Existential Approaches to Human Development – Martin Adams
What is life for, existentially? We are born and then we die and our life task is to make something of the time in between with no way of knowing how long we have got.
In living towards an unknown future we are challenged daily with the paradox that while life will always be a mystery, it is this that makes life worth living.
So, what do we mean when we say that human beings develop, and what are the limits to human potential?
In the first part of this talk, Martin will look at what six existential philosophers, Søren Kierkegaard, Friedrich Nietzsche, Martin Heidegger, Jean-Paul Sartre, Maurice Merleau-Ponty and Simone de Beauvoir have said about how we become who we are.
In the second part, he will draw out some common themes and relate these to everyday life and by implication, to therapeutic practice.
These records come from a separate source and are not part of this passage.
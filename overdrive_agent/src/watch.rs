//! Dead-process watcher: samples the live pid set on an interval, folds dead
//! entries into a restore plan and executes it. The loop runs only while at
//! least one process is watched.

use crate::optimizer::OptimizedProcess;
use crate::restore;
use crate::state::AppState;
use crate::summary::{self, GlobalSnapshot};
use crate::system;
use std::collections::HashMap;
use std::time::Duration;
use tokio::sync::Mutex;
use tracing::debug;

#[derive(Default)]
struct WatchInner {
    watched: Vec<OptimizedProcess>,
    /// Process name -> command to relaunch once every dependent is gone.
    to_relaunch: HashMap<String, String>,
}

pub struct ProcessWatcher {
    check_interval: f64,
    inner: Mutex<WatchInner>,
    looping: Mutex<bool>,
}

fn update_to_relaunch(ledger: &mut HashMap<String, String>, entries: &HashMap<String, Option<String>>) {
    for (comm, cmd) in entries {
        let Some(cmd) = cmd else { continue };
        // absolute-path commands win over bare names
        let replace = ledger.get(comm).map(|cached| !cached.starts_with('/')).unwrap_or(true);
        if replace {
            ledger.insert(comm.clone(), cmd.clone());
        }
    }
}

fn register_relaunch_commands(inner: &mut WatchInner, process: &OptimizedProcess) {
    if process.relaunch_stopped_processes() {
        if let Some(stopped) = process.stopped_processes() {
            update_to_relaunch(&mut inner.to_relaunch, stopped);
        }
    }
    if process.relaunch_stopped_after_launch() {
        if let Some(stopped) = &process.stopped_after_launch {
            update_to_relaunch(&mut inner.to_relaunch, stopped);
        }
    }
}

impl ProcessWatcher {
    pub fn new(check_interval: f64) -> Self {
        Self {
            check_interval,
            inner: Mutex::new(WatchInner::default()),
            looping: Mutex::new(false),
        }
    }

    /// Transfers ownership of the process to the watcher and makes sure the
    /// sampling loop is running.
    pub async fn enroll(state: &AppState, process: OptimizedProcess) {
        let watcher = &state.watcher;
        {
            let mut inner = watcher.inner.lock().await;
            register_relaunch_commands(&mut inner, &process);
            inner.watched.push(process);
            debug!("watching a new process ({} now)", inner.watched.len());
        }

        let mut looping = watcher.looping.lock().await;
        if !*looping {
            *looping = true;
            let state = state.clone();
            tokio::spawn(async move {
                Self::run_loop(state).await;
            });
        }
    }

    pub async fn is_watching(&self) -> bool {
        *self.looping.lock().await
    }

    pub async fn watched_pids(&self) -> Vec<i32> {
        self.inner.lock().await.watched.iter().filter_map(|p| p.pid).collect()
    }

    pub async fn to_relaunch_view(&self) -> HashMap<String, String> {
        self.inner.lock().await.to_relaunch.clone()
    }

    async fn run_loop(state: AppState) {
        let watcher = state.watcher.clone();
        let interval = Duration::from_secs_f64(watcher.check_interval.max(0.1));

        loop {
            let pids_alive = system::read_current_pids();
            let globals = GlobalSnapshot {
                mouse_cursor_hidden: state.mouse.is_cursor_hidden().await,
                compositor_disabled: state.compositor.is_disabled_context_set().await,
            };

            let plan = {
                let mut inner = watcher.inner.lock().await;
                let ledger = inner.to_relaunch.clone();
                let summary = summary::summarize(&mut inner.watched, pids_alive, &ledger, &globals);

                if !summary.dead.is_empty() {
                    let dead_pids: Vec<i32> = summary.dead.iter().map(|(_, pid)| *pid).collect();
                    state.queue.remove_pids(dead_pids.iter().copied()).await;
                    for (offset, (idx, _)) in summary.dead.iter().enumerate() {
                        inner.watched.remove(idx - offset);
                    }
                    debug!(
                        "{} process(es) stopped: {}",
                        dead_pids.len(),
                        dead_pids.iter().map(|p| p.to_string()).collect::<Vec<_>>().join(", ")
                    );
                }

                let plan = summary::project(summary);

                // commands about to be relaunched (or known never stopped)
                // leave the ledger
                for (comm, _) in &plan.stopped_processes {
                    inner.to_relaunch.remove(comm);
                }
                for comm in &plan.not_stopped_processes {
                    inner.to_relaunch.remove(comm);
                }
                plan
            };

            if plan.has_work() {
                restore::run_restore(&state, &plan).await;
            }

            {
                let inner = watcher.inner.lock().await;
                if inner.watched.is_empty() {
                    let mut looping = watcher.looping.lock().await;
                    *looping = false;
                    break;
                }
            }

            tokio::time::sleep(interval).await;
        }

        debug!("no processes to watch. Stopped watching");
    }
}

#[cfg(test)]
mod tests {
    use super::*;
    use crate::config::AgentConfig;
    use crate::profile::map_profile;
    use crate::request::OptimizationRequest;
    use std::sync::Arc;
    use std::time::Duration;

    #[tokio::test]
    async fn dead_enrollee_is_retired_and_the_loop_stops() {
        let config = AgentConfig {
            check_finished_interval: 0.2,
            ..Default::default()
        };
        let state = crate::state::AppState::new(config, None);

        let dead_pid = i32::MAX - 2;
        state.queue.add_pid(dead_pid).await;

        let request = OptimizationRequest {
            pid: Some(dead_pid),
            command: Some("/usr/bin/app".to_string()),
            user_name: Some("player".to_string()),
            user_id: Some(1000),
            ..Default::default()
        };
        let profile = Arc::new(map_profile("scripts.finish=true", None, None));
        let process =
            crate::optimizer::OptimizedProcess::new(Arc::new(request), 1.0, Some(profile));
        assert!(process.should_be_watched());

        ProcessWatcher::enroll(&state, process).await;

        let mut stopped = false;
        for _ in 0..30 {
            tokio::time::sleep(Duration::from_millis(100)).await;
            if !state.watcher.is_watching().await {
                stopped = true;
                break;
            }
        }
        assert!(stopped, "watcher loop did not exit");
        assert!(state.watcher.watched_pids().await.is_empty());
        assert!(!state.queue.contains(dead_pid).await);
    }

    #[test]
    fn absolute_path_commands_win_the_ledger() {
        let mut ledger = HashMap::new();
        update_to_relaunch(
            &mut ledger,
            &HashMap::from([("picom".to_string(), Some("picom".to_string()))]),
        );
        assert_eq!(ledger.get("picom").map(String::as_str), Some("picom"));

        update_to_relaunch(
            &mut ledger,
            &HashMap::from([("picom".to_string(), Some("/usr/bin/picom".to_string()))]),
        );
        assert_eq!(ledger.get("picom").map(String::as_str), Some("/usr/bin/picom"));

        // an absolute path is not downgraded back to a bare name
        update_to_relaunch(
            &mut ledger,
            &HashMap::from([("picom".to_string(), Some("picom".to_string()))]),
        );
        assert_eq!(ledger.get("picom").map(String::as_str), Some("/usr/bin/picom"));
    }

    #[test]
    fn unknown_commands_are_not_registered() {
        let mut ledger = HashMap::new();
        update_to_relaunch(&mut ledger, &HashMap::from([("ghost".to_string(), None)]));
        assert!(ledger.is_empty());
    }
}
- Adams, M. (2018) An Existential Approach To Human Development: Philosophical And Therapeutic Perspectives. London: Palgrave
- Stolorow, R. (2007) Trauma and Human Existence: Autobiographical, Psychoanalytic and Philosophical Reflections. New York: The Analytic Press.
- Sartre, J-P (1961) Words. London: Penguin.
- Crawford, M. (2010) The Case for Working with Your Hands: or Why Office Work is Bad for Us and Fixing Things Feels Good. London: Penguin.